As a general trend, the more fair an approach is, the more negative the carbon budget for Canada. Hence, “Canada has already exhausted its fair share of remaining emissions allowable under 1.5°C or 2°C by nearly all accounts of what can be considered equitable” under different assumptions of fairness and ethics (“fair share”) (Gibson et al., 2019). This means strictly ethically, Canada must stop emitting GHGs, begin actively removing them from the atmosphere and helping other countries to do the same.
The Climate Action Network (CAN) advocates for a total fair share target for Canada of an equivalent of 140% below 2005 levels by 2030.² On the basis of feasibility, this target consists of a 60% reduction of domestic emissions and of emissions reductions occurring abroad at the equivalent scale of 80% of Canadian emissions to cooperate with developing countries in reducing their emissions. This fair share target is illustrated in Figure 4, below, along with historical emissions per sector, existing federal targets and future committed emissions.
As indicated in figure 4, committed emissions associated with existing infrastructure are already expected to overshoot all commitments without any new developments coming online. The difference between the area represented by Canada’s committed emissions and of its fair share pathway illustrates how far we are from actualizing the totality of our commitments under the Paris agreement. In order to meet any semblance of Canada’s fair share of emissions reductions, all future developments would have to be net-zero or carbon-negative and existing high-emitting infrastructure should be retired. Additionally, any residual emissions must be offset by funding emissions reductions in other countries, which should not replace or interfere with other financial support to developing countries under the Paris Agreement.
It is important to note that the often-cited 45% reduction by 2030 (from 2010) does not represent a fair share target for Canada. This figure is based on the findings from the IPCC’s SR1.5 report in 2018 and reflects the median reductions in scenarios that limit temperature rise to 1.5°C (where most scenarios implied temporarily overshooting the temperature goal). As discussed, since Canada is a developed, high-emitting nation, its target must be more ambitious than the global average.
Box 2: Carbon Budgets vs. Yearly Targets
In 2008, the UK passed climate accountability legislation that requires the setting of cumulative five-year carbon budgets. The government must decide on an emissions limit for a five-year period and stay within that budget.

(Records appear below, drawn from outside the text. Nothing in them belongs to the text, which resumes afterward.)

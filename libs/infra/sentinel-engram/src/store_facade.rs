use std::sync::Arc;

use chrono::{DateTime, Utc};
use tokio::sync::mpsc;
use tracing::instrument;

use crate::content::{canonical_bytes, content_address, SessionDocument, SessionOutcome};
use crate::error::EngramError;
use crate::handle::{SessionDropped, SessionHandle};
use crate::index::{SessionIndex, SessionSummary};
use crate::store::ObjectStore;

/// The façade every connector/enrichment run actually talks to: open a
/// session, get a handle back, append records to it, then hand it to
/// `close` to persist. Wraps an [`ObjectStore`] for the tamper-evident
/// documents and a [`SessionIndex`] for listing/search, per spec §4.2.
#[derive(Clone)]
pub struct EngramStore {
    object_store: Arc<dyn ObjectStore>,
    index: SessionIndex,
    dropped_tx: mpsc::UnboundedSender<SessionDropped>,
}

impl EngramStore {
    pub fn new(
        object_store: Arc<dyn ObjectStore>,
        index: SessionIndex,
    ) -> (Self, mpsc::UnboundedReceiver<SessionDropped>) {
        let (dropped_tx, dropped_rx) = mpsc::unbounded_channel();
        (
            Self {
                object_store,
                index,
                dropped_tx,
            },
            dropped_rx,
        )
    }

    pub fn open(
        &self,
        tenant_id: impl Into<String>,
        agent_id: impl Into<String>,
        intent: impl Into<String>,
        context: serde_json::Value,
        now: DateTime<Utc>,
    ) -> SessionHandle {
        SessionHandle::open(
            tenant_id,
            agent_id,
            intent,
            context,
            now,
            Some(self.dropped_tx.clone()),
        )
    }

    /// Finalizes a session: serializes it canonically, computes its content
    /// address, writes the object, and records a summary in the index.
    /// Engram failures here never propagate as a hard error to the caller's
    /// own run — per spec §4.2 they are reported so the run can close
    /// `partial`, but the surrounding work continues regardless.
    #[instrument(skip(self, handle), fields(session_id = %handle.session_id()))]
    pub async fn close(
        &self,
        handle: SessionHandle,
        outcome: SessionOutcome,
        summary: impl Into<String>,
        now: DateTime<Utc>,
    ) -> Result<String, EngramError> {
        let tenant_id = handle.tenant_id().to_string();
        let action_count = handle.action_count() as i64;
        let (doc, overflow_result) = handle.into_document(outcome, summary, now);

        let address = content_address(&doc)?;
        let bytes = canonical_bytes(&doc)?;

        self.object_store.put(&tenant_id, &address, &bytes).await?;

        self.index
            .record(&SessionSummary {
                session_id: doc.session_id.clone(),
                tenant_id: doc.tenant_id.clone(),
                agent_id: doc.agent_id.clone(),
                intent: doc.intent.clone(),
                content_address: address.clone(),
                outcome: doc.outcome,
                action_count,
                opened_at: doc.opened_at,
                closed_at: doc.closed_at,
            })
            .await?;

        overflow_result?;
        Ok(address)
    }

    pub async fn list_for_tenant(
        &self,
        tenant_id: &str,
        limit: u32,
    ) -> Result<Vec<SessionSummary>, EngramError> {
        self.index.list_for_tenant(tenant_id, limit).await
    }

    /// Recomputes the content hash of a stored session and compares it to
    /// the recorded address (P5). Returns `Ok(true)` iff they match; any
    /// I/O failure in retrieving the object is propagated as an error
    /// rather than treated as a silent verification failure.
    #[instrument(skip(self))]
    pub async fn verify(&self, session_id: &str) -> Result<bool, EngramError> {
        let summary = self.index.get(session_id).await?;
        let bytes = self
            .object_store
            .get(&summary.tenant_id, &summary.content_address)
            .await?;
        let recomputed = blake3::hash(&bytes).to_hex().to_string();
        Ok(recomputed == summary.content_address)
    }

    /// Fetches and deserializes the full document for a session, re-running
    /// verification first. Used by `R3` (reopen-and-verify returns exactly
    /// the recorded records in order) and by operator tooling.
    #[instrument(skip(self))]
    pub async fn fetch_verified(&self, session_id: &str) -> Result<SessionDocument, EngramError> {
        let summary = self.index.get(session_id).await?;
        let bytes = self
            .object_store
            .get(&summary.tenant_id, &summary.content_address)
            .await?;

        let recomputed = blake3::hash(&bytes).to_hex().to_string();
        if recomputed != summary.content_address {
            return Err(EngramError::IntegrityViolation(session_id.to_string()));
        }

        serde_json::from_slice(&bytes).map_err(|e| EngramError::SerializeFault(e.to_string()))
    }
}

#[cfg(test)]
mod tests {
    use super::*;
    use crate::store::FilesystemObjectStore;

    async fn store() -> (EngramStore, tempfile::TempDir) {
        let dir = tempfile::tempdir().unwrap();
        let object_store = Arc::new(FilesystemObjectStore::new(dir.path()));
        let index = SessionIndex::connect(":memory:").await.unwrap();
        let (facade, _rx) = EngramStore::new(object_store, index);
        (facade, dir)
    }

    fn t(minute: u32) -> DateTime<Utc> {
        use chrono::TimeZone;
        Utc.with_ymd_and_hms(2026, 1, 1, 0, minute, 0).unwrap()
    }

    #[tokio::test]
    async fn open_append_close_reopen_verify_round_trips() {
        let (facade, _dir) = store().await;

        let mut handle = facade.open("t1", "aws-connector", "discover", serde_json::json!({}), t(0));
        handle.record_action("enumerate", "ec2", "ok", serde_json::json!({"count": 2}), t(1));
        let session_id = handle.session_id().to_string();

        let address = facade
            .close(handle, SessionOutcome::Success, "ok", t(2))
            .await
            .unwrap();

        assert!(facade.verify(&session_id).await.unwrap());

        let doc = facade.fetch_verified(&session_id).await.unwrap();
        assert_eq!(doc.records.len(), 1);
        assert_eq!(doc.session_id, session_id);
        assert_eq!(content_address(&doc).unwrap(), address);
    }

    #[tokio::test]
    async fn tampered_object_fails_verification() {
        let dir = tempfile::tempdir().unwrap();
        let object_store = Arc::new(FilesystemObjectStore::new(dir.path()));
        let index = SessionIndex::connect(":memory:").await.unwrap();
        let (facade, _rx) = EngramStore::new(object_store.clone(), index);

        let handle = facade.open("t1", "agent", "discover", serde_json::json!({}), t(0));
        let session_id = handle.session_id().to_string();
        let address = facade
            .close(handle, SessionOutcome::Success, "ok", t(1))
            .await
            .unwrap();

        // Bypass the object store's own API (content-addressed puts are a
        // no-op if the address already exists) to simulate an out-of-band
        // tamper with the underlying file directly.
        tokio::fs::write(dir.path().join("t1").join(&address), b"tampered bytes")
            .await
            .unwrap();
        let _ = &object_store;

        let err = facade.fetch_verified(&session_id).await.unwrap_err();
        assert!(matches!(err, EngramError::IntegrityViolation(_)));
    }
}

The concept of a carbon budget may be the best conceptual tool to ensure climate accountability and the most rigorous basis to have well informed effort sharing discussions at multiple scales. However, it is important to note that despite sharing a name with global carbon budget (GCB) and being generally considered to be a good model, the UK system does not reflect fair share principles; the carbon budgets set as policy basis for the UK do not represent a fair share allocation of the global effort nor was it directly or scientifically derived from the GCB.
On the other hand, yearly GHG reductions targets, mere snapshots of emissions at a point in time, are not as robust policy tools for accountability as carbon budgets. Indeed, under a yearly reduction framework, a country can achieve its objective for a target year whilst still having yearly emissions before and after the target year far in excess of the reduction trajectories necessary to respect temperature goals.
Globally, 121 countries that have committed to “working towards achieving net-zero CO2 emissions by 2050”, among which seven have committed to reaching net-zero before 2050 and two countries already claim to be carbon-negative. The fight against climate chance could therefore also aptly conceived as a race to net zero.
Garoufalis-Auger and Greenford (2021)³ offer a novel interpretation of fair share by expressing a fair share carbon budget in terms of how fast it declines and reaches the zero emissions deadline.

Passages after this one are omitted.